### Problem statement
In the records below, find every line with the word "ContentSaved" and copy it.
+++ Data supplied
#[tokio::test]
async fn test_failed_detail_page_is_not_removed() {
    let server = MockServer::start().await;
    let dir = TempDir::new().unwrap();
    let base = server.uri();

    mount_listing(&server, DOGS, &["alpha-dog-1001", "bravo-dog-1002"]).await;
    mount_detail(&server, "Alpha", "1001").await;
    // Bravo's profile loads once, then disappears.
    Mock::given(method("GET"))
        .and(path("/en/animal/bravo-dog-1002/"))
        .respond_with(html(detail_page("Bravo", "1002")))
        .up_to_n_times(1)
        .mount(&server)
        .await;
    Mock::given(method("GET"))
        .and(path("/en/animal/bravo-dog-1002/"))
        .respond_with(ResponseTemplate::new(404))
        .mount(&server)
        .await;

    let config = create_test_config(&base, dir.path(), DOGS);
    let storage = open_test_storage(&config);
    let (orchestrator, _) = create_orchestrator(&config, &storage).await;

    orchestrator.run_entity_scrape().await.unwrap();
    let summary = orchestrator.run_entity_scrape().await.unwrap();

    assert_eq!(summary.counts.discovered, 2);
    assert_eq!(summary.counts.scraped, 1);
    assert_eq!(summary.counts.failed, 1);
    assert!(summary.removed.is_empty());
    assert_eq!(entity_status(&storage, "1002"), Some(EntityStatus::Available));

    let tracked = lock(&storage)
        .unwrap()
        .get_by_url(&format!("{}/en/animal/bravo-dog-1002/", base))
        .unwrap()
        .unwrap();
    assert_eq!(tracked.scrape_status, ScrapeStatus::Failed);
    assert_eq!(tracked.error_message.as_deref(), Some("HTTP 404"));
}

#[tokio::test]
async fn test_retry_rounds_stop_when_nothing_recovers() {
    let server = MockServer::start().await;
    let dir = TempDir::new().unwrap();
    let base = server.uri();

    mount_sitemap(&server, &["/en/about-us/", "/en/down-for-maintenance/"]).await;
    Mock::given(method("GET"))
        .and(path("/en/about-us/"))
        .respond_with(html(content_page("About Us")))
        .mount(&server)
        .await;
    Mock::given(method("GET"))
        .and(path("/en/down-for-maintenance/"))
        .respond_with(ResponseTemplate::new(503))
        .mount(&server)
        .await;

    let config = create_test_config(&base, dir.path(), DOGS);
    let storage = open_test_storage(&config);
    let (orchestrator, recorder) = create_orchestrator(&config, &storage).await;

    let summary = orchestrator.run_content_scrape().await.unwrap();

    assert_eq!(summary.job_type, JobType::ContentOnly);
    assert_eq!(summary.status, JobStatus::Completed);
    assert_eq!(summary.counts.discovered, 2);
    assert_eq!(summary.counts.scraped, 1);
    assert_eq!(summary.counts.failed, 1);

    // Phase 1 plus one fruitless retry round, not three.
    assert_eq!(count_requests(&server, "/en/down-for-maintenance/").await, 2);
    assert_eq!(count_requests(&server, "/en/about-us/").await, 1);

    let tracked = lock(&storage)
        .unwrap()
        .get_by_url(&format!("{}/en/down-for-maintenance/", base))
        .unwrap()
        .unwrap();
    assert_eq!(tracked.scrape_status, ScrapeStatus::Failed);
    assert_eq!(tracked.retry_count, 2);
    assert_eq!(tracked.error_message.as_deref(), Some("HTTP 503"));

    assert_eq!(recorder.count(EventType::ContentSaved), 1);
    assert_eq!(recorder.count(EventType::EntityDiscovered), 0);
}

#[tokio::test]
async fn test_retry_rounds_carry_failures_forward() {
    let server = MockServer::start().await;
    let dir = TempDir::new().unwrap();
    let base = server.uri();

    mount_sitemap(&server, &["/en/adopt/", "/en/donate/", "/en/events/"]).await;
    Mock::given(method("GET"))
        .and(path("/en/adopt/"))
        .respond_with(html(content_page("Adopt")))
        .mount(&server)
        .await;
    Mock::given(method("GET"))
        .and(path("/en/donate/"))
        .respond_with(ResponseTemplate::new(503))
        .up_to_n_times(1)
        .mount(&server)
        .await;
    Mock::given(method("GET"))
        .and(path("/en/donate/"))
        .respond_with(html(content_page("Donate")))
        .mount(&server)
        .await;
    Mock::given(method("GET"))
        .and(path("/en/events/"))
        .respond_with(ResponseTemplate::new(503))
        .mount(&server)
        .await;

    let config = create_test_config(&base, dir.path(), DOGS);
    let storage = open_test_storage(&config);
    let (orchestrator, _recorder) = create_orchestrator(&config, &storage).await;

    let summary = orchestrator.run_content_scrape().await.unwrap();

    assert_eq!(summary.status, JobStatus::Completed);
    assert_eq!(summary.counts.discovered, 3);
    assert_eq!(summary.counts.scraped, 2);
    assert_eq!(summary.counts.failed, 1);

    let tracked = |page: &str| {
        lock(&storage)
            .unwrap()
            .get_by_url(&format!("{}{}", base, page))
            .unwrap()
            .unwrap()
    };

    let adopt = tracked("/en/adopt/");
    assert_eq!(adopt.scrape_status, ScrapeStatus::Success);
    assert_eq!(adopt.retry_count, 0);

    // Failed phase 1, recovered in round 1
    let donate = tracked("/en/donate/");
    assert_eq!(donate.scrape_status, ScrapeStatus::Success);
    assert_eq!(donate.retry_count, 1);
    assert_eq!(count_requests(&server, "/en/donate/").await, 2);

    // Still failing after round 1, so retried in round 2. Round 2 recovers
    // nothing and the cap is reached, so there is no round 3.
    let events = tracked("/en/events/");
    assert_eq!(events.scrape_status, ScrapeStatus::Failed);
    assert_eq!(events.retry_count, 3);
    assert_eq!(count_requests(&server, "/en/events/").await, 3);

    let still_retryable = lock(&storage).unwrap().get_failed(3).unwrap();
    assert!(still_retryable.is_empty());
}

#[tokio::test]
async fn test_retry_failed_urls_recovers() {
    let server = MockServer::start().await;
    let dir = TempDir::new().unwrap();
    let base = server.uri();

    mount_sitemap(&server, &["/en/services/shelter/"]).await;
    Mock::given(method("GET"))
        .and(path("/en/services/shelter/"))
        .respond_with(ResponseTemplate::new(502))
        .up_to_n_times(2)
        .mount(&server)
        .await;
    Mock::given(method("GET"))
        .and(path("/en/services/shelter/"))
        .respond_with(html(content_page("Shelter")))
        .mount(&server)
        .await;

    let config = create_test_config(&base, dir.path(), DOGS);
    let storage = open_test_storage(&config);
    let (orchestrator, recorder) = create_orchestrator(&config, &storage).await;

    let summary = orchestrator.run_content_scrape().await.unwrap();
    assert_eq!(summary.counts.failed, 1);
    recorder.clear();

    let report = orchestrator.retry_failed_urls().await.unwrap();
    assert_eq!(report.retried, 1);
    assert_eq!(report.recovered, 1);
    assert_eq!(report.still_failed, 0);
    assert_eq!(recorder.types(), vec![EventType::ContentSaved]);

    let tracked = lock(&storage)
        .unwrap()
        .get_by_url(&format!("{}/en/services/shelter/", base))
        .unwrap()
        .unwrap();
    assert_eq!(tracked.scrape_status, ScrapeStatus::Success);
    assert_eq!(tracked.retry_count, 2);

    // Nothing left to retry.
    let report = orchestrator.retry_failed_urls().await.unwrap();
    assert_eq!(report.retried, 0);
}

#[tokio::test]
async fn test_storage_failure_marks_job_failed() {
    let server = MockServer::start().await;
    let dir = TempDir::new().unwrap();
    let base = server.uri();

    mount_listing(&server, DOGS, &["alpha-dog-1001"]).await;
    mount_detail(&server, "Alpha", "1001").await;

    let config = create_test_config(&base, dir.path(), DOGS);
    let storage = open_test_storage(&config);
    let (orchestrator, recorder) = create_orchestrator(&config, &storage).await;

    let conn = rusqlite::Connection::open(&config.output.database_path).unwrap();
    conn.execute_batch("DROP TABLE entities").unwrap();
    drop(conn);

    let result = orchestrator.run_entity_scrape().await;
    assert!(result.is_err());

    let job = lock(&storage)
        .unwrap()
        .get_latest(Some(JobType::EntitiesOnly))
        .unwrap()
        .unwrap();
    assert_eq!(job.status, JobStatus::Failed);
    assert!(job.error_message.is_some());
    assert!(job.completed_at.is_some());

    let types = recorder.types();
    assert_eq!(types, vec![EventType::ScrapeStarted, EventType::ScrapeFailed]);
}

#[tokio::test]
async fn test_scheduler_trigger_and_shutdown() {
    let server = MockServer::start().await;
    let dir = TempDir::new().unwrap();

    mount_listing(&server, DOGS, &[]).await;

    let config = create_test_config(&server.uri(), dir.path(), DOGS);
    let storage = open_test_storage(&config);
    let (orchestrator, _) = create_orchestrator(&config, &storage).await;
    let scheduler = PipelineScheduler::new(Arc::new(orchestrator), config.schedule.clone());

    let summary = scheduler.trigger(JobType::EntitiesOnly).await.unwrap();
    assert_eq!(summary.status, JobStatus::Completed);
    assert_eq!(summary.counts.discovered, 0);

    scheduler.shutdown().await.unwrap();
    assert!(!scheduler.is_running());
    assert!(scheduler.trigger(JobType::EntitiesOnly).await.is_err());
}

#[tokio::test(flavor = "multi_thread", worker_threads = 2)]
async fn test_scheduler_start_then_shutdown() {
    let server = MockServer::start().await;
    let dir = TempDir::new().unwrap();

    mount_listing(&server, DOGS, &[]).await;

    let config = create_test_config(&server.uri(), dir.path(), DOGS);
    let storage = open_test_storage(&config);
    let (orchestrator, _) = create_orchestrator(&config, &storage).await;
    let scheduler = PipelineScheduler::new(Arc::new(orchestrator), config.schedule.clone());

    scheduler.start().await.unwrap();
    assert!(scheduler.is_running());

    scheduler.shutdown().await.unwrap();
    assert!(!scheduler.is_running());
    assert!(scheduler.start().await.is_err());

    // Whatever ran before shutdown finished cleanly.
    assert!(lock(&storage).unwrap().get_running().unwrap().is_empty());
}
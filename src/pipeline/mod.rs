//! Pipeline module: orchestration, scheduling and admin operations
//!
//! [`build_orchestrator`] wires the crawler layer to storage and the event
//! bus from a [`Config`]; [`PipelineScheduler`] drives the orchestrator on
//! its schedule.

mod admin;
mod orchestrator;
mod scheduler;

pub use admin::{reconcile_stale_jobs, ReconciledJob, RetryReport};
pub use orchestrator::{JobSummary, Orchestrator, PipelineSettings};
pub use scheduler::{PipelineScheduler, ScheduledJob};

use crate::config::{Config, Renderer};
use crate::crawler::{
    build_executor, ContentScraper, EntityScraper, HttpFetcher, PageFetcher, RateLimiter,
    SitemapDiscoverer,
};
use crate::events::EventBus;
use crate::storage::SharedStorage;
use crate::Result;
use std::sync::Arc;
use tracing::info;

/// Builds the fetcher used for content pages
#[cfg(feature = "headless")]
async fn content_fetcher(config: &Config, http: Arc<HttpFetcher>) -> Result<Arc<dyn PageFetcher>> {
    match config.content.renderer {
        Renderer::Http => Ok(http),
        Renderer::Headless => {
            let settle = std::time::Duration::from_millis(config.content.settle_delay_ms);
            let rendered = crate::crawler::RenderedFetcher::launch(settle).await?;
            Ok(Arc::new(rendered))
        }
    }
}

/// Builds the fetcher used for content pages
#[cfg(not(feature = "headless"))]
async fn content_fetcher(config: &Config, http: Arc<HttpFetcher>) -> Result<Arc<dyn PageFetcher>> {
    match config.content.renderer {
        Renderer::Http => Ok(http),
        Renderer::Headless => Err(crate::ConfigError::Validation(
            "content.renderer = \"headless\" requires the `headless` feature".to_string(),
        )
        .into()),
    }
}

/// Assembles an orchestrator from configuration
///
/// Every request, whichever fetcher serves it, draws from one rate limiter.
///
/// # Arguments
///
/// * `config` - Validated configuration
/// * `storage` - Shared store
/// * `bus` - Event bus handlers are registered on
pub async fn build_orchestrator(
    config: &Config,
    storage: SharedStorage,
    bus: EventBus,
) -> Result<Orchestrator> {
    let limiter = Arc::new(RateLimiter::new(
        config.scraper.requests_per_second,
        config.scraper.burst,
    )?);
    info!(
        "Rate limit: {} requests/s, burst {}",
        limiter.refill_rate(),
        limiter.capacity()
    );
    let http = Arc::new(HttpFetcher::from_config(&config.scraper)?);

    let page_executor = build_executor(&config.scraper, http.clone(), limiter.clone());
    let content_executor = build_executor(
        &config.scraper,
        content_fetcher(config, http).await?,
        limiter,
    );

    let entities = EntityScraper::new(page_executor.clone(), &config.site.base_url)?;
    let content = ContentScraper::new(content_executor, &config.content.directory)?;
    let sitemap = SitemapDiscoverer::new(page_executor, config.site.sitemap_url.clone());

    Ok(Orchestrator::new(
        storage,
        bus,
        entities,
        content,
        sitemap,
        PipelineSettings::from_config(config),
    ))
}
++++++
### Answer below
    assert_eq!(recorder.count(EventType::ContentSaved), 1);
    assert_eq!(recorder.types(), vec![EventType::ContentSaved]);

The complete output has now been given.